En 2013, le CHU de Caen retarde des paiements courants faute de trésorerie. Une vague odeur de faillite flotte dans l’air. Le président de la Fédération hospitalière de France s’insurge centre cette volonté de « limiter le principe d’autonomie financière des hôpitaux ». Il aimerait plutôt taper dans la trésorerie des hôpitaux bien gérés (deux milliards d’euros). « Touche pas au grisbi« , dirait Audiard.

▪ Acte 3 : Sus à Dexia, l’infâme tentatrice
Déjà renflouée en 2011 (6,6 milliards d’euros), Dexia reçoit en décembre 2012 un gros kerviel en cadeau de Noël du contribuable, 5,5 milliards d’euro pour éviter la catastrophe. Il lui faut se débarrasser de 238 milliards d’euros de prêts pourris… sur lesquels personne ne semble vouloir vraiment se jeter.

Un « plan de résolution » est en cours, expression désignant une lente digestion de la liquidation après faillite larvée. Très lente puisqu’en 2020 il resterait 150 milliards d’euros. En effet, beaucoup de prêts aux collectivités locales sont à durée longue : 30 ou 40 ans.
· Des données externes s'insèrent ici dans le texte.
//! Merge tracking and indexing backpressure.
//!
//! Wraps the segment writer's merge callbacks: counts in-flight merges and
//! throttles indexing to a single thread when merges fall behind. Once the
//! shard has gone quiet, a post-merge flush is handed to the background
//! executor so the disk space of merged-away segments is released. Merge
//! failures are converted into engine failure off the merge thread.

use std::sync::atomic::{AtomicBool, AtomicI64, AtomicU64, AtomicUsize, Ordering};
use std::sync::{Arc, Weak};

use ahash::AHashMap;
use log::{debug, error, info, warn};
use parking_lot::Mutex;
use serde::{Deserialize, Serialize};

use crate::engine::config::Clock;
use crate::engine::executor::FlushExecutor;
use crate::engine::internal::InternalEngine;
use crate::error::TsurugiError;
use crate::segment::writer::{MergeListener, OnGoingMerge};

/// Cumulative merge statistics.
#[derive(Debug, Clone, Default, Serialize, Deserialize)]
pub struct MergeStats {
    /// Merges completed over the engine's lifetime.
    pub total: u64,
    /// Documents fed into completed merges.
    pub total_docs: u64,
    /// Bytes fed into completed merges.
    pub total_size_bytes: u64,
    /// Wall time spent merging, in milliseconds.
    pub total_time_millis: i64,
    /// Merges currently running.
    pub current: u64,
}

/// The engine's merge listener.
#[derive(Debug)]
pub struct EngineMergeScheduler {
    engine: Mutex<Weak<InternalEngine>>,
    executor: FlushExecutor,
    clock: Arc<dyn Clock>,
    max_merge_count: usize,
    flush_merges_after_nanos: i64,
    num_merges_in_flight: AtomicUsize,
    is_throttling: AtomicBool,
    on_going: Mutex<AHashMap<String, (OnGoingMerge, i64)>>,
    total_merges: AtomicU64,
    total_merged_docs: AtomicU64,
    total_merged_bytes: AtomicU64,
    total_merge_time_millis: AtomicI64,
}

impl EngineMergeScheduler {
    pub(crate) fn new(
        executor: FlushExecutor,
        clock: Arc<dyn Clock>,
        max_merge_count: usize,
        flush_merges_after_nanos: i64,
    ) -> Self {
        EngineMergeScheduler {
            engine: Mutex::new(Weak::new()),
            executor,
            clock,
            max_merge_count: max_merge_count.max(1),
            flush_merges_after_nanos,
            num_merges_in_flight: AtomicUsize::new(0),
            is_throttling: AtomicBool::new(false),
            on_going: Mutex::new(AHashMap::new()),
            total_merges: AtomicU64::new(0),
            total_merged_docs: AtomicU64::new(0),
            total_merged_bytes: AtomicU64::new(0),
            total_merge_time_millis: AtomicI64::new(0),
        }
    }

    pub(crate) fn bind_engine(&self, engine: Weak<InternalEngine>) {
        *self.engine.lock() = engine;
    }

    /// Merges currently in flight.
    pub fn on_going_merges(&self) -> Vec<OnGoingMerge> {
        self.on_going
            .lock()
            .values()
            .map(|(merge, _)| merge.clone())
            .collect()
    }

    /// Cumulative statistics.
    pub fn stats(&self) -> MergeStats {
        MergeStats {
            total: self.total_merges.load(Ordering::Relaxed),
            total_docs: self.total_merged_docs.load(Ordering::Relaxed),
            total_size_bytes: self.total_merged_bytes.load(Ordering::Relaxed),
            total_time_millis: self.total_merge_time_millis.load(Ordering::Relaxed),
            current: self.on_going.lock().len() as u64,
        }
    }

    fn engine(&self) -> Option<Arc<InternalEngine>> {
        self.engine.lock().upgrade()
    }
}

impl MergeListener for EngineMergeScheduler {
    fn before_merge(&self, merge: &OnGoingMerge) {
        self.on_going.lock().insert(
            merge.id.clone(),
            (merge.clone(), self.clock.relative_time_millis()),
        );
        let in_flight = self.num_merges_in_flight.fetch_add(1, Ordering::SeqCst) + 1;
        if in_flight > self.max_merge_count && !self.is_throttling.swap(true, Ordering::SeqCst) {
            info!(
                "now throttling indexing: numMergesInFlight={in_flight}, maxNumMerges={}",
                self.max_merge_count
            );
            if let Some(engine) = self.engine() {
                engine.activate_throttling();
            }
        }
    }

    fn after_merge(&self, merge: &OnGoingMerge) {
        if let Some((done, started)) = self.on_going.lock().remove(&merge.id) {
            self.total_merges.fetch_add(1, Ordering::Relaxed);
            self.total_merged_docs
                .fetch_add(done.total_docs, Ordering::Relaxed);
            self.total_merged_bytes
                .fetch_add(done.total_size_bytes, Ordering::Relaxed);
            self.total_merge_time_millis.fetch_add(
                (self.clock.relative_time_millis() - started).max(0),
                Ordering::Relaxed,
            );
        }
        let in_flight = self.num_merges_in_flight.fetch_sub(1, Ordering::SeqCst) - 1;
        if in_flight < self.max_merge_count && self.is_throttling.swap(false, Ordering::SeqCst) {
            info!(
                "stop throttling indexing: numMergesInFlight={in_flight}, maxNumMerges={}",
                self.max_merge_count
            );
            if let Some(engine) = self.engine() {
                engine.deactivate_throttling();
            }
        }

        let Some(engine) = self.engine() else {
            return;
        };
        let idle_nanos = self.clock.relative_time_nanos() - engine.last_write_nanos();
        if !engine.writer_has_pending_merges() && idle_nanos >= self.flush_merges_after_nanos {
            // Never flush on the merge thread: a concurrent writer rollback
            // would deadlock engine close.
            let weak = Arc::downgrade(&engine);
            self.executor.execute(Box::new(move || {
                let Some(engine) = weak.upgrade() else {
                    return;
                };
                let renewed = engine.try_renew_sync_commit().unwrap_or(false);
                if !renewed {
                    if let Err(e) = engine.flush(false, false) {
                        if !engine.is_closed() {
                            warn!("failed to flush after merge has finished: {e}");
                        }
                    }
                }
            }));
        }
    }

    fn handle_merge_exception(&self, e: &TsurugiError) {
        error!("failed to merge: {e}");
        let weak = self.engine.lock().clone();
        let reason = format!("merge failed: {e}");
        self.executor.execute(Box::new(move || {
            let Some(engine) = weak.upgrade() else {
                debug!("merge failure action dropped, engine is gone");
                return;
            };
            engine.fail_engine("merge failed", &reason);
        }));
    }
}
Les litiges se multiplient sur ces prêts bizarres. Au mois de juin 2013, 200 communes, mairies, hôpitaux, départements ont assigné Dexia. Beaucoup d’élus ont invoqué le fait qu’ils n’avaient pas été suffisamment avertis des risques et qu’ils n’étaient pas des investisseurs avertis. En plus, les prêts souffrent d’un vice de forme : ils ne mentionnent pas clairement le TEG ou taux effectif global. Si par malheur les emprunteurs se bousculent au portillon de la justice, c’est pratiquement 50% à 70% des prêts qui seront révisés et accordés gratuitement. Le glaive de la justice fend les airs…

▪ Acte 4 : Trop tard, l’hôpital ne tirera pas sur l’ambulance !
Mais quand il faut protéger les intérêts d’une banque, même en liquidation, le législateur s’adapte très vite. En cas d’urgence, on sait se serrer les coudes entre énarque banquier du privé, énarque banquier du public, énarque grand argentier et énarque élu protégeant un hôpital ruineux.

A chaque fois qu’un établissement a contesté un emprunt toxique, les banques ont été « jugées coupables de ne pas avoir respecté les formes et d’avoir abusé de la confiance des hospitaliers ».

La loi du 19 décembre 2013 démine le terrain et aurait dû fort opportunément amnistier des bricoles telles que l’absence de mention du TEG. Hélas, le Conseil constitutionnel joue les trouble-fête et retoque l’effet rétroactivité. Pas grave, le contribuable va payer ; on crée donc pour les collectivités locales fragilisées un fonds de soutien de 1,5 milliard d’euros avec mobilisation de 300 millions d’euros pour les hôpitaux.

Rebondissement en fin d’acte 4 : le décrochage du franc suisse de l’euro induit une hausse de 20% du franc suisse et renchérit encore les prêts. La Fédération hospitalière de France montre à nouveau les dents.

Les peines légères trouvent des paroles, les grandes douleurs n’en ont point
Racine

▪ Acte 5 : C’est pas juste, allons pleurer auprès des instances européennes
Le fonds de soutien va être doublé pour atteindre trois milliards d’euros. La moitié du supplément sera apportée par les établissements financiers. Pour les hôpitaux — « dont la situation est la plus critique », selon le ministère de la Santé — ce sera 100 millions d’euros supplémentaires.

Dérisoire : la perte imputable au décrochage du franc suisse atteint déjà en six semaines 500 millions d’euros ; la Fédération hospitalière de France au désespoir menace de porter plainte contre l’Etat français devant la Cour européenne de justice.

Belle tragicomédie du capitalisme de copinage. Si vous avez apprécié l’hôpital, ne manquez pas la prochaine affiche : Areva. Un petit kerviel de perte pour le moment mais ça grandit, patience ; encore un fleuron du capitalisme d’Etat piloté de main de maître…

Ils me regardent tous, et se mettent à rire. Vous verrez qu’ils ont part sans doute au vol que l’on m’a fait. Allons vite, des commissaires, des archers, des prévôts, des juges, des gênes, des potences et des bourreaux. Je veux faire pendre tout le monde ; et si je ne retrouve mon argent, je me pendrai moi-même après.